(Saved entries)

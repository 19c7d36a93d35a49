//! Month-by-month schedule builder.
//!
//! The whole engine is a state machine over [`PeriodState`]: accrue
//! interest, split the payment, advance the balance, emit a row, then let
//! any early repayment scheduled for that month rework the state. All math
//! in `rust_decimal::Decimal`.

use chrono::{Months, NaiveDate};
use rust_decimal::Decimal;
use rust_decimal_macros::dec;
use std::time::Instant;

use crate::annuity;
use crate::early_repayment;
use crate::error::LoanCalcError;
use crate::rates;
use crate::request::{LoanRequest, LoanTerms};
use crate::types::{
    with_metadata, ComputationOutput, LoanResult, Money, MonthlyPayment, PaymentType, Rate,
    ScheduleRow,
};
use crate::{affordability, LoanCalcResult};

/// Minimum balance threshold below which the loan is considered fully paid.
pub(crate) const BALANCE_EPSILON: Decimal = dec!(0.01);

/// Machine state carried between periods, moved by value through every
/// transition and through the early-repayment processor.
#[derive(Debug, Clone, Copy, PartialEq)]
pub struct PeriodState {
    /// Outstanding principal.
    pub balance: Money,
    /// Recurring annuity payment. Unused by the differentiated scheme.
    pub payment: Money,
    /// Constant principal portion of the differentiated scheme.
    pub principal_slice: Money,
    /// Periods left before the loan is due.
    pub remaining_term: u32,
}

/// Compute the full loan result for a validated request.
///
/// `start_date` anchors the payment calendar: row k is dated k months after
/// it. The caller resolves "today" so the engine itself never reads a clock.
pub fn calculate_loan(
    request: &LoanRequest,
    start_date: NaiveDate,
) -> LoanCalcResult<ComputationOutput<LoanResult>> {
    let started = Instant::now();

    let terms = request.validate()?;
    let monthly_rate = rates::monthly_rate(terms.annual_rate);
    let (rows, warnings) = build_schedule(&terms, monthly_rate, start_date)?;

    let mut total_overpayment = Decimal::ZERO;
    for row in &rows {
        total_overpayment += row.interest_payment;
    }
    let total_payment = terms.principal + total_overpayment;

    let first_payment = rows
        .first()
        .map(|row| row.monthly_payment)
        .ok_or_else(|| {
            LoanCalcError::FinancialImpossibility("schedule produced no periods".into())
        })?;
    let last_payment = rows
        .last()
        .map(|row| row.monthly_payment)
        .unwrap_or(first_payment);

    let (monthly_payment, income_basis) = match terms.scheme {
        PaymentType::Annuity => (MonthlyPayment::Fixed(first_payment), first_payment),
        PaymentType::Differentiated => (
            MonthlyPayment::Range {
                first: first_payment,
                last: last_payment,
            },
            first_payment.max(last_payment),
        ),
    };

    let result = LoanResult {
        monthly_payment,
        total_overpayment,
        total_payment,
        required_income: affordability::required_income(income_basis),
        payment_schedule: rows,
    };

    let elapsed = started.elapsed().as_micros() as u64;
    Ok(with_metadata(
        "Loan Amortisation Schedule",
        &serde_json::json!({
            "loan_amount": terms.principal.to_string(),
            "term_months": terms.term_months,
            "annual_rate_percent": terms.annual_rate.to_string(),
            "payment_type": terms.scheme,
        }),
        warnings,
        elapsed,
        result,
    ))
}

/// Iterate the state machine over the nominal term.
///
/// Returns the emitted rows plus non-fatal warnings (early repayments whose
/// month was never reached because the loan closed first).
pub fn build_schedule(
    terms: &LoanTerms,
    monthly_rate: Rate,
    start_date: NaiveDate,
) -> LoanCalcResult<(Vec<ScheduleRow>, Vec<String>)> {
    let nominal_term = terms.term_months;

    let mut state = PeriodState {
        balance: terms.principal,
        payment: match terms.scheme {
            PaymentType::Annuity => {
                annuity::annuity_payment(terms.principal, monthly_rate, nominal_term)?
            }
            PaymentType::Differentiated => Decimal::ZERO,
        },
        principal_slice: terms.principal / Decimal::from(nominal_term),
        remaining_term: nominal_term,
    };

    let mut rows: Vec<ScheduleRow> = Vec::with_capacity(nominal_term as usize);
    let mut warnings = Vec::new();
    let mut events = terms.events.iter().peekable();

    for month in 1..=nominal_term {
        let interest = state.balance * monthly_rate;
        let principal_part = match terms.scheme {
            PaymentType::Annuity => (state.payment - interest).min(state.balance),
            PaymentType::Differentiated => state.principal_slice.min(state.balance),
        };
        let row_payment = principal_part + interest;

        state.balance -= principal_part;
        if state.balance <= BALANCE_EPSILON {
            state.balance = Decimal::ZERO;
        }
        state.remaining_term = state.remaining_term.saturating_sub(1);

        rows.push(ScheduleRow {
            payment_number: month,
            payment_date: payment_date(start_date, month)?,
            monthly_payment: row_payment.round_dp(2),
            principal_payment: principal_part.round_dp(2),
            interest_payment: interest.round_dp(2),
            remaining_balance: state.balance.round_dp(2),
        });

        // Extra payments land right after the scheduled payment of their
        // month, in submission order.
        while let Some(event) = events.peek() {
            if event.month != month {
                break;
            }
            state = early_repayment::apply(state, event, monthly_rate, terms.scheme)?;
            events.next();
        }

        // The row closes the month, so it reflects the post-event balance.
        if let Some(last) = rows.last_mut() {
            last.remaining_balance = state.balance.round_dp(2);
        }

        if state.balance.is_zero() {
            break;
        }
    }

    for event in events {
        warnings.push(format!(
            "early repayment at month {} ignored: the loan was already repaid",
            event.month
        ));
    }

    if state.balance > Decimal::ZERO {
        return Err(LoanCalcError::ConvergenceFailure {
            function: "build_schedule".into(),
            iterations: nominal_term,
            last_delta: state.balance,
        });
    }

    Ok((rows, warnings))
}

fn payment_date(start: NaiveDate, months_after: u32) -> LoanCalcResult<NaiveDate> {
    start
        .checked_add_months(Months::new(months_after))
        .ok_or_else(|| {
            LoanCalcError::DateError(format!("cannot advance {start} by {months_after} months"))
        })
}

TASK INSTRUCTIONS:
The answer is the full set of records, printed exactly as given.

SOLUTION FOR THIS TASK:
repository 19c7d36a93d35a49
//! Month-by-month schedule builder.
//!
//! The whole engine is a state machine over [`PeriodState`]: accrue
//! interest, split the payment, advance the balance, emit a row, then let
//! any early repayment scheduled for that month rework the state. All math
//! in `rust_decimal::Decimal`.

use chrono::{Months, NaiveDate};
use rust_decimal::Decimal;
use rust_decimal_macros::dec;
use std::time::Instant;

use crate::annuity;
use crate::early_repayment;
use crate::error::LoanCalcError;
use crate::rates;
use crate::request::{LoanRequest, LoanTerms};
use crate::types::{
    with_metadata, ComputationOutput, LoanResult, Money, MonthlyPayment, PaymentType, Rate,
    ScheduleRow,
};
use crate::{affordability, LoanCalcResult};

/// Minimum balance threshold below which the loan is considered fully paid.
pub(crate) const BALANCE_EPSILON: Decimal = dec!(0.01);

/// Machine state carried between periods, moved by value through every
/// transition and through the early-repayment processor.
#[derive(Debug, Clone, Copy, PartialEq)]
pub struct PeriodState {
    /// Outstanding principal.
    pub balance: Money,
    /// Recurring annuity payment. Unused by the differentiated scheme.
    pub payment: Money,
    /// Constant principal portion of the differentiated scheme.
    pub principal_slice: Money,
    /// Periods left before the loan is due.
    pub remaining_term: u32,
}

/// Compute the full loan result for a validated request.
///
/// `start_date` anchors the payment calendar: row k is dated k months after
/// it. The caller resolves "today" so the engine itself never reads a clock.
pub fn calculate_loan(
    request: &LoanRequest,
    start_date: NaiveDate,
) -> LoanCalcResult<ComputationOutput<LoanResult>> {
    let started = Instant::now();

    let terms = request.validate()?;
    let monthly_rate = rates::monthly_rate(terms.annual_rate);
    let (rows, warnings) = build_schedule(&terms, monthly_rate, start_date)?;

    let mut total_overpayment = Decimal::ZERO;
    for row in &rows {
        total_overpayment += row.interest_payment;
    }
    let total_payment = terms.principal + total_overpayment;

    let first_payment = rows
        .first()
        .map(|row| row.monthly_payment)
        .ok_or_else(|| {
            LoanCalcError::FinancialImpossibility("schedule produced no periods".into())
        })?;
    let last_payment = rows
        .last()
        .map(|row| row.monthly_payment)
        .unwrap_or(first_payment);

    let (monthly_payment, income_basis) = match terms.scheme {
        PaymentType::Annuity => (MonthlyPayment::Fixed(first_payment), first_payment),
        PaymentType::Differentiated => (
            MonthlyPayment::Range {
                first: first_payment,
                last: last_payment,
            },
            first_payment.max(last_payment),
        ),
    };

    let result = LoanResult {
        monthly_payment,
        total_overpayment,
        total_payment,
        required_income: affordability::required_income(income_basis),
        payment_schedule: rows,
    };

    let elapsed = started.elapsed().as_micros() as u64;
    Ok(with_metadata(
        "Loan Amortisation Schedule",
        &serde_json::json!({
            "loan_amount": terms.principal.to_string(),
            "term_months": terms.term_months,
            "annual_rate_percent": terms.annual_rate.to_string(),
            "payment_type": terms.scheme,
        }),
        warnings,
        elapsed,
        result,
    ))
}

/// Iterate the state machine over the nominal term.
///
/// Returns the emitted rows plus non-fatal warnings (early repayments whose
/// month was never reached because the loan closed first).
pub fn build_schedule(
    terms: &LoanTerms,
    monthly_rate: Rate,
    start_date: NaiveDate,
) -> LoanCalcResult<(Vec<ScheduleRow>, Vec<String>)> {
    let nominal_term = terms.term_months;

    let mut state = PeriodState {
        balance: terms.principal,
        payment: match terms.scheme {
            PaymentType::Annuity => {
                annuity::annuity_payment(terms.principal, monthly_rate, nominal_term)?
            }
            PaymentType::Differentiated => Decimal::ZERO,
        },
        principal_slice: terms.principal / Decimal::from(nominal_term),
        remaining_term: nominal_term,
    };

    let mut rows: Vec<ScheduleRow> = Vec::with_capacity(nominal_term as usize);
    let mut warnings = Vec::new();
    let mut events = terms.events.iter().peekable();

    for month in 1..=nominal_term {
        let interest = state.balance * monthly_rate;
        let principal_part = match terms.scheme {
            PaymentType::Annuity => (state.payment - interest).min(state.balance),
            PaymentType::Differentiated => state.principal_slice.min(state.balance),
        };
        let row_payment = principal_part + interest;

        state.balance -= principal_part;
        if state.balance <= BALANCE_EPSILON {
            state.balance = Decimal::ZERO;
        }
        state.remaining_term = state.remaining_term.saturating_sub(1);

        rows.push(ScheduleRow {
            payment_number: month,
            payment_date: payment_date(start_date, month)?,
            monthly_payment: row_payment.round_dp(2),
            principal_payment: principal_part.round_dp(2),
            interest_payment: interest.round_dp(2),
            remaining_balance: state.balance.round_dp(2),
        });

        // Extra payments land right after the scheduled payment of their
        // month, in submission order.
        while let Some(event) = events.peek() {
            if event.month != month {
                break;
            }
            state = early_repayment::apply(state, event, monthly_rate, terms.scheme)?;
            events.next();
        }

        // The row closes the month, so it reflects the post-event balance.
        if let Some(last) = rows.last_mut() {
            last.remaining_balance = state.balance.round_dp(2);
        }

        if state.balance.is_zero() {
            break;
        }
    }

    for event in events {
        warnings.push(format!(
            "early repayment at month {} ignored: the loan was already repaid",
            event.month
        ));
    }

    if state.balance > Decimal::ZERO {
        return Err(LoanCalcError::ConvergenceFailure {
            function: "build_schedule".into(),
            iterations: nominal_term,
            last_delta: state.balance,
        });
    }

    Ok((rows, warnings))
}

fn payment_date(start: NaiveDate, months_after: u32) -> LoanCalcResult<NaiveDate> {
    start
        .checked_add_months(Months::new(months_after))
        .ok_or_else(|| {
            LoanCalcError::DateError(format!("cannot advance {start} by {months_after} months"))
        })
}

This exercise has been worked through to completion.